Out of curiosity, I began to collect old science books. Most of them were written for children about 100 years ago. I became fascinated with the way these books used illustrations to depict simple, but clever, science experiments. And there was something else I noticed about these illustrations. Even the simplest experiments appeared as if improbable or impossible things were happening. Intrigued, I recreated some of the experiments and photographed them with my camera. The results seemed magical, but not because of any photographic trick; it was only the forces of nature at work. It was from these explorations that the idea for this book emerged.

The photographs in this book were made by conventional methods and are faithful to the science described in the text. The photographs of snowflakes are of real snowflakes, and no substitute for water has been used. With the exception of a few minor colour adjustments, no photographs were altered.

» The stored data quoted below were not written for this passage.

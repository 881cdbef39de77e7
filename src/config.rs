use rust_decimal::Decimal;
use rust_decimal_macros::dec;
use serde::{Deserialize, Serialize};

use crate::decimal::{Money, Rate};
use crate::errors::{CreditError, Result};
use crate::payments::amortization::MAX_ANNUAL_RATE_PCT;
use crate::types::ApprovalStatus;

/// credit policy driving registration limits, request bounds and approval tiers
#[derive(Debug, Clone, PartialEq, Serialize, Deserialize)]
pub struct CreditPolicy {
    /// approved limit = monthly salary x multiplier
    pub limit_multiplier: u32,
    pub registration: RegistrationBounds,
    pub request_bounds: RequestBounds,
    /// ordered by descending `min_score`, first match wins
    pub tiers: Vec<ApprovalTier>,
    /// hard cap on any suggested rate
    pub rate_ceiling: Rate,
    /// error messages kept per imported file
    pub import_error_cap: usize,
}

/// customer registration bounds
#[derive(Debug, Clone, Copy, PartialEq, Serialize, Deserialize)]
pub struct RegistrationBounds {
    pub min_age: u32,
    pub max_age: u32,
    pub min_monthly_salary: Money,
}

/// bounds on an eligibility or loan request
#[derive(Debug, Clone, Copy, PartialEq, Serialize, Deserialize)]
pub struct RequestBounds {
    pub min_amount: Money,
    pub min_rate: Rate,
    pub max_rate: Rate,
    pub min_tenure_months: u32,
    pub max_tenure_months: u32,
}

/// one bracket of the approval ladder
#[derive(Debug, Clone, PartialEq, Serialize, Deserialize)]
pub struct ApprovalTier {
    pub name: String,
    pub min_score: u8,
    /// share of the requested amount that can be approved
    pub approved_fraction: Decimal,
    pub rate_surcharge: Rate,
    /// status reported when headroom leaves nothing to approve
    pub exhausted_status: ApprovalStatus,
}

impl ApprovalTier {
    fn new(
        name: &str,
        min_score: u8,
        approved_fraction: Decimal,
        surcharge_pct: Decimal,
        exhausted_status: ApprovalStatus,
    ) -> Self {
        Self {
            name: name.to_string(),
            min_score,
            approved_fraction,
            rate_surcharge: Rate::from_percentage(surcharge_pct),
            exhausted_status,
        }
    }

    /// `approved` at the full request, `partial` below it, and the tier's
    /// exhausted status when nothing is approved
    pub fn status_for(&self, approved: Money, requested: Money) -> ApprovalStatus {
        if approved.is_positive() && approved >= requested {
            ApprovalStatus::Approved
        } else if approved.is_positive() {
            ApprovalStatus::Partial
        } else {
            self.exhausted_status
        }
    }
}

impl RequestBounds {
    /// check a request against the bounds
    pub fn check(&self, amount: Money, rate: Rate, tenure_months: u32) -> Result<()> {
        if amount < self.min_amount {
            return Err(CreditError::validation(
                "loan_amount",
                format!("must be at least {}", self.min_amount),
            ));
        }

        if !amount.is_whole() {
            return Err(CreditError::validation("loan_amount", "must be a whole amount"));
        }

        if rate < self.min_rate || rate > self.max_rate {
            return Err(CreditError::validation(
                "interest_rate",
                format!("must be between {} and {}", self.min_rate, self.max_rate),
            ));
        }

        if tenure_months < self.min_tenure_months || tenure_months > self.max_tenure_months {
            return Err(CreditError::validation(
                "tenure",
                format!(
                    "must be between {} and {} months",
                    self.min_tenure_months, self.max_tenure_months
                ),
            ));
        }

        Ok(())
    }
}

impl RegistrationBounds {
    pub fn check(&self, age: u32, monthly_salary: Money) -> Result<()> {
        if age < self.min_age || age > self.max_age {
            return Err(CreditError::validation(
                "age",
                format!("must be between {} and {}", self.min_age, self.max_age),
            ));
        }

        if monthly_salary < self.min_monthly_salary {
            return Err(CreditError::validation(
                "monthly_salary",
                format!("must be at least {}", self.min_monthly_salary),
            ));
        }

        if !monthly_salary.is_whole() {
            return Err(CreditError::validation("monthly_salary", "must be a whole amount"));
        }

        Ok(())
    }
}

impl CreditPolicy {
    /// the standard lending policy
    pub fn standard() -> Self {
        Self {
            limit_multiplier: 36,
            registration: RegistrationBounds {
                min_age: 18,
                max_age: 100,
                min_monthly_salary: Money::from_major(1),
            },
            request_bounds: RequestBounds {
                min_amount: Money::from_major(1),
                min_rate: Rate::from_percentage(dec!(0.1)),
                max_rate: Rate::from_percentage(dec!(50)),
                min_tenure_months: 1,
                max_tenure_months: 360,
            },
            tiers: vec![
                ApprovalTier::new("prime", 7, dec!(1), dec!(0), ApprovalStatus::Partial),
                ApprovalTier::new("near_prime", 5, dec!(0.8), dec!(2), ApprovalStatus::Rejected),
                ApprovalTier::new("subprime", 3, dec!(0.6), dec!(4), ApprovalStatus::Rejected),
                ApprovalTier::new("decline", 0, dec!(0), dec!(6), ApprovalStatus::Rejected),
            ],
            rate_ceiling: Rate::from_percentage(dec!(50)),
            import_error_cap: 10,
        }
    }

    /// load a policy from json and validate it
    pub fn from_json(json: &str) -> Result<Self> {
        let policy: CreditPolicy = serde_json::from_str(json)?;
        policy.validate()?;
        Ok(policy)
    }

    pub fn to_json_pretty(&self) -> Result<String> {
        Ok(serde_json::to_string_pretty(self)?)
    }

    /// first tier whose minimum score the given score reaches
    pub fn tier_for(&self, score: u8) -> Result<&ApprovalTier> {
        self.tiers
            .iter()
            .find(|tier| score >= tier.min_score)
            .ok_or(CreditError::InvalidConfiguration {
                message: format!("no approval tier covers score {}", score),
            })
    }

    pub fn validate(&self) -> Result<()> {
        if self.limit_multiplier == 0 {
            return Err(CreditError::InvalidConfiguration {
                message: "limit multiplier must be positive".to_string(),
            });
        }

        if self.tiers.is_empty() {
            return Err(CreditError::InvalidConfiguration {
                message: "at least one approval tier is required".to_string(),
            });
        }

        if self.tiers.windows(2).any(|pair| pair[0].min_score <= pair[1].min_score) {
            return Err(CreditError::InvalidConfiguration {
                message: "approval tiers must be ordered by strictly descending min_score".to_string(),
            });
        }

        if self.tiers.last().map(|tier| tier.min_score > 1).unwrap_or(true) {
            return Err(CreditError::InvalidConfiguration {
                message: "lowest approval tier must cover score 1".to_string(),
            });
        }

        for tier in &self.tiers {
            if tier.approved_fraction < Decimal::ZERO || tier.approved_fraction > Decimal::ONE {
                return Err(CreditError::InvalidConfiguration {
                    message: format!("tier {} approved fraction must be within [0, 1]", tier.name),
                });
            }
            if tier.exhausted_status == ApprovalStatus::Approved {
                return Err(CreditError::InvalidConfiguration {
                    message: format!("tier {} cannot approve an empty amount", tier.name),
                });
            }
            if tier.rate_surcharge < Rate::ZERO {
                return Err(CreditError::InvalidConfiguration {
                    message: format!("tier {} rate surcharge must not be negative", tier.name),
                });
            }
        }

        let bounds = &self.request_bounds;
        if bounds.min_rate > bounds.max_rate || bounds.min_tenure_months > bounds.max_tenure_months {
            return Err(CreditError::InvalidConfiguration {
                message: "request bounds are inverted".to_string(),
            });
        }

        if bounds.min_tenure_months == 0 || !bounds.min_amount.is_positive() {
            return Err(CreditError::InvalidConfiguration {
                message: "minimum amount and tenure must be positive".to_string(),
            });
        }

        let emi_max = Rate::from_percentage(MAX_ANNUAL_RATE_PCT);
        if self.rate_ceiling <= Rate::ZERO || self.rate_ceiling > emi_max || bounds.max_rate > emi_max {
            return Err(CreditError::InvalidConfiguration {
                message: format!("rate ceiling and maximum rate must be within (0, {}]", emi_max),
            });
        }

        Ok(())
    }
}

impl Default for CreditPolicy {
    fn default() -> Self {
        Self::standard()
    }
}

#[cfg(test)]
mod tests {
    use super::*;

    #[test]
    fn test_standard_policy_is_valid() {
        let policy = CreditPolicy::standard();
        assert!(policy.validate().is_ok());
        assert_eq!(policy.limit_multiplier, 36);
        assert_eq!(policy.import_error_cap, 10);
    }

    #[test]
    fn test_tier_lookup() {
        let policy = CreditPolicy::standard();
        assert_eq!(policy.tier_for(10).unwrap().name, "prime");
        assert_eq!(policy.tier_for(7).unwrap().name, "prime");
        assert_eq!(policy.tier_for(6).unwrap().name, "near_prime");
        assert_eq!(policy.tier_for(5).unwrap().name, "near_prime");
        assert_eq!(policy.tier_for(4).unwrap().name, "subprime");
        assert_eq!(policy.tier_for(3).unwrap().name, "subprime");
        assert_eq!(policy.tier_for(2).unwrap().name, "decline");
        assert_eq!(policy.tier_for(1).unwrap().name, "decline");
    }

    #[test]
    fn test_tier_status_when_nothing_approved() {
        let policy = CreditPolicy::standard();
        let requested = Money::from_major(100_000);

        let prime = policy.tier_for(9).unwrap();
        assert_eq!(prime.status_for(requested, requested), ApprovalStatus::Approved);
        assert_eq!(prime.status_for(Money::from_major(1), requested), ApprovalStatus::Partial);
        assert_eq!(prime.status_for(Money::ZERO, requested), ApprovalStatus::Partial);

        let near_prime = policy.tier_for(5).unwrap();
        assert_eq!(near_prime.status_for(Money::from_major(80_000), requested), ApprovalStatus::Partial);
        assert_eq!(near_prime.status_for(Money::ZERO, requested), ApprovalStatus::Rejected);

        assert_eq!(policy.tier_for(1).unwrap().status_for(Money::ZERO, requested), ApprovalStatus::Rejected);
    }

    #[test]
    fn test_request_bounds() {
        let bounds = CreditPolicy::standard().request_bounds;
        let rate = Rate::from_percentage(dec!(12));

        assert!(bounds.check(Money::from_major(1), rate, 1).is_ok());
        assert!(bounds.check(Money::from_major(100_000), Rate::from_percentage(dec!(50)), 360).is_ok());
        assert!(bounds.check(Money::ZERO, rate, 12).is_err());
        assert!(bounds.check(Money::from_major(1000), Rate::from_percentage(dec!(0.05)), 12).is_err());
        assert!(bounds.check(Money::from_major(1000), Rate::from_percentage(dec!(50.01)), 12).is_err());
        assert!(bounds.check(Money::from_major(1000), rate, 0).is_err());
        assert!(bounds.check(Money::from_major(1000), rate, 361).is_err());
        assert!(matches!(
            bounds.check(Money::from_decimal(dec!(1000.5)), rate, 12),
            Err(CreditError::Validation { .. })
        ));
    }

    #[test]
    fn test_registration_bounds() {
        let bounds = CreditPolicy::standard().registration;
        assert!(bounds.check(30, Money::from_major(1)).is_ok());
        assert!(bounds.check(30, Money::ZERO).is_err());
        assert!(bounds.check(30, Money::from_decimal(dec!(1000.75))).is_err());
        assert!(bounds.check(17, Money::from_major(1000)).is_err());
    }

    #[test]
    fn test_policy_json_roundtrip() {
        let policy = CreditPolicy::standard();
        let json = policy.to_json_pretty().unwrap();
        let loaded = CreditPolicy::from_json(&json).unwrap();
        assert_eq!(loaded, policy);
    }

    #[test]
    fn test_unordered_tiers_rejected() {
        let mut policy = CreditPolicy::standard();
        policy.tiers.swap(0, 1);
        assert!(matches!(
            policy.validate(),
            Err(CreditError::InvalidConfiguration { .. })
        ));
    }

    #[test]
    fn test_rate_ceiling_above_emi_range_rejected() {
        let mut policy = CreditPolicy::standard();
        policy.rate_ceiling = Rate::from_percentage(dec!(60));
        assert!(policy.validate().is_err());
    }

    #[test]
    fn test_uncovered_low_scores_rejected() {
        let mut policy = CreditPolicy::standard();
        policy.tiers.pop();
        assert!(policy.validate().is_err());
    }
}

Many of the experiments in this book are the same as, or similar to, those used in the books that introduced science to children nearly 100 years ago; in particular, Soap Bubbles and the Forces That Mold Them, written in 1896 by the ingenious British scientist Charles Vernon Boys; A Study of Splashes, written in 1908 by A.M. Worthington, who was the first person to make stop-motion photographs of water splashes; and The Fairy-Land of Science, written in 1878 by Arabella B. Buckley. Also, techniques for photographing the snowflakes in this book were obtained from the published work of W.A. Bentley, of Jericho, Vermont, who made the first extensive photographs of snowflakes, beginning in 1885.